Cuestionario

Describa brevemente dos tipos de microscopios, diferentes a los observados en la práctica

Microscopio de Fluorescencia:

La fluorescencia refiere al proceso mediante el cual un espécimen absorbe y subsecuentemente

irradia luz, en un intervalo de tiempo (entre la absorción de la luz de excitación y la emisión de la luz
fluorescente) que es usualmente de pocos nanosegundos. La Microscopía de Fluorescencia es la
herramienta que permite estudiar materiales fluorescentes, ya sea de manera natural (materiales
autofluorescentes) o tratados con sondas fluorescentes.

El Microscopio de Fluorescencia fue desarrollado a principios del siglo veinte por August Köhler, Carl
Reichert, y Heinrich Lehmann, entre otros. Este microscopio incorpora una lámpara especial que
actúa emitiendo una luz excitadora de los fluorocromos, con los que se tiñen las muestras a
observar, y que posee además un filtro especial, que permite el paso de la luz emitida por el
fluorocromo. Como resultado, las partes fluorescentes de la muestra brillan contra un fondo
(background) oscuro con suficiente contraste como para permitir la detección. Cuanto más oscuro
es el fondo, más eficiente será el instrumento.

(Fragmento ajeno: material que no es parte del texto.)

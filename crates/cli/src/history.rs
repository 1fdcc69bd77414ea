//! Evaluation history export (CSV via polars) and its summary for `report`.

use std::fs::File;
use std::path::Path;

use anyhow::{Context, Result};
use nmsearch::point::{Cache, EvalStatus};
use polars::prelude::*;
use serde::Serialize;

/// One row per cached point: `tag, status, f, h, x0..x{n-1}`, in tag order.
///
/// Undefined or non-finite values are written as nulls.
pub fn history_frame(cache: &Cache) -> PolarsResult<DataFrame> {
    let mut rows: Vec<_> = cache.iter().map(|(_, p)| p).collect();
    rows.sort_by_key(|p| p.tag);
    let finite = |v: f64| v.is_finite().then_some(v);
    let tags: Vec<u64> = rows.iter().map(|p| p.tag).collect();
    let status: Vec<&str> = rows
        .iter()
        .map(|p| match p.status {
            EvalStatus::Ok => "ok",
            EvalStatus::Failed => "failed",
        })
        .collect();
    let fs: Vec<Option<f64>> = rows.iter().map(|p| finite(p.f)).collect();
    let hs: Vec<Option<f64>> = rows.iter().map(|p| finite(p.h)).collect();
    let mut df = df!(
        "tag" => tags,
        "status" => status,
        "f" => fs,
        "h" => hs
    )?;
    let dim = rows.iter().map(|p| p.dim()).max().unwrap_or(0);
    for i in 0..dim {
        let xi: Vec<Option<f64>> = rows.iter().map(|p| p.x.get(i).copied()).collect();
        df.with_column(Series::new(format!("x{i}").into(), xi))?;
    }
    Ok(df)
}

pub fn write_history(cache: &Cache, path: &Path) -> Result<()> {
    let mut df = history_frame(cache)?;
    if let Some(parent) = path.parent() {
        if !parent.as_os_str().is_empty() {
            std::fs::create_dir_all(parent)
                .with_context(|| format!("creating history dir {}", parent.display()))?;
        }
    }
    let mut file =
        File::create(path).with_context(|| format!("creating {}", path.display()))?;
    CsvWriter::new(&mut file)
        .include_header(true)
        .finish(&mut df)
        .with_context(|| format!("writing {}", path.display()))?;
    tracing::info!(rows = df.height(), path = %path.display(), "history written");
    Ok(())
}

#[derive(Clone, Debug, Serialize, PartialEq)]
pub struct HistorySummary {
    pub rows: usize,
    pub failed: usize,
    pub feasible: usize,
    pub best_feasible_f: Option<f64>,
}

/// Read a history CSV back and summarize it.
pub fn summarize(path: &Path) -> Result<HistorySummary> {
    let df = LazyCsvReader::new(path)
        .with_infer_schema_length(Some(1000))
        .finish()
        .with_context(|| format!("reading {}", path.display()))?
        .collect()?;
    let failed = df
        .clone()
        .lazy()
        .filter(col("status").eq(lit("failed")))
        .collect()?
        .height();
    let feasible = df
        .clone()
        .lazy()
        .filter(col("h").cast(DataType::Float64).lt_eq(lit(0.0)))
        .collect()?;
    let f = feasible.column("f")?.cast(&DataType::Float64)?;
    Ok(HistorySummary {
        rows: df.height(),
        failed,
        feasible: feasible.height(),
        best_feasible_f: f.f64()?.min(),
    })
}

#[cfg(test)]
mod tests {
    use super::*;
    use nalgebra::dvector;
    use nmsearch::point::EvalPoint;
    use tempfile::tempdir;

    #[test]
    fn history_round_trips_through_csv() {
        let mut cache = Cache::new();
        cache.insert(EvalPoint::evaluated(dvector![0.0, 1.0], 3.0, 0.0));
        cache.insert(EvalPoint::evaluated(dvector![1.0, 1.0], 1.5, 0.0));
        cache.insert(EvalPoint::evaluated(dvector![2.0, 1.0], 0.5, 2.0));
        cache.insert(EvalPoint::failed(dvector![3.0, 1.0]));

        let df = history_frame(&cache).unwrap();
        assert_eq!(df.shape(), (4, 6));

        let dir = tempdir().unwrap();
        let path = dir.path().join("nested/history.csv");
        write_history(&cache, &path).unwrap();
        let s = summarize(&path).unwrap();
        assert_eq!(s.rows, 4);
        assert_eq!(s.failed, 1);
        assert_eq!(s.feasible, 2);
        assert_eq!(s.best_feasible_f, Some(1.5));
    }
}
//! JSON wire format shared by the detection API and the HTTP client service.
//!
//! Success: `{"success": true, "detections": [{"class", "confidence", "bbox": [x, y, w, h]}], "timestamp": "<RFC 3339>"}`
//! Failure: `{"error": "<message>"}`

use anyhow::{anyhow, Context, Result};
use chrono::{DateTime, Utc};
use serde::{Deserialize, Serialize};

use crate::detect::result::{Detection, DetectionBatch};

#[derive(Debug, Serialize, Deserialize)]
pub struct WireResponse {
    pub success: bool,
    pub detections: Vec<Detection>,
    pub timestamp: DateTime<Utc>,
}

#[derive(Debug, Serialize, Deserialize)]
pub struct WireError {
    pub error: String,
}

impl From<&DetectionBatch> for WireResponse {
    fn from(batch: &DetectionBatch) -> Self {
        Self {
            success: true,
            detections: batch.detections.clone(),
            timestamp: batch.timestamp,
        }
    }
}

pub fn encode_batch(batch: &DetectionBatch) -> Result<Vec<u8>> {
    Ok(serde_json::to_vec(&WireResponse::from(batch))?)
}

pub fn encode_error(message: &str) -> Result<Vec<u8>> {
    Ok(serde_json::to_vec(&WireError {
        error: message.to_string(),
    })?)
}

/// Parse a response body into a batch.
///
/// Error bodies, `success: false`, and confidences outside `[0, 1]` are all
/// failures; nothing from such a response is returned.
pub fn decode_response(body: &str) -> Result<DetectionBatch> {
    if let Ok(err) = serde_json::from_str::<WireError>(body) {
        return Err(anyhow!("detection service error: {}", err.error));
    }
    let resp: WireResponse =
        serde_json::from_str(body).context("invalid detection response body")?;
    if !resp.success {
        return Err(anyhow!("detection service reported failure"));
    }
    for (i, det) in resp.detections.iter().enumerate() {
        if !(0.0..=1.0).contains(&det.confidence) {
            return Err(anyhow!(
                "detection {} has confidence {} outside [0, 1]",
                i,
                det.confidence
            ));
        }
    }
    Ok(DetectionBatch::new(resp.detections, resp.timestamp))
}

Presenta las siguientes partes:

Objetivos: Suelen ser de cuarzo para permitir el paso de la luz ultra-violeta

Fuente luminosa: Compuesta por una lámpara halógena o de mercurio, encargada de emitir la
mayor cantidad de luz ultravioleta posible

Filtro de excitación: Ubicada entre la fuente de luz y la muestra. Permite el paso de la luz de longitud
de onda entre 450 y 490 nm (luz azul y violeta) necesaria para excitar a la muestra.

Espejo dicroico: Permite la separación de la luz de excitación y la de emisión (fluorescencia)

Filtro de emisión o barrera: Ubicada antes del ocular para prevenir daños retinianos que podrían
ser causados por rayos ultravioleta que escapan el espejo dicroico. Corta completamente la luz de
excitación no deseada, es decir selecciona la longitud de onda de emisión del fluorocromo.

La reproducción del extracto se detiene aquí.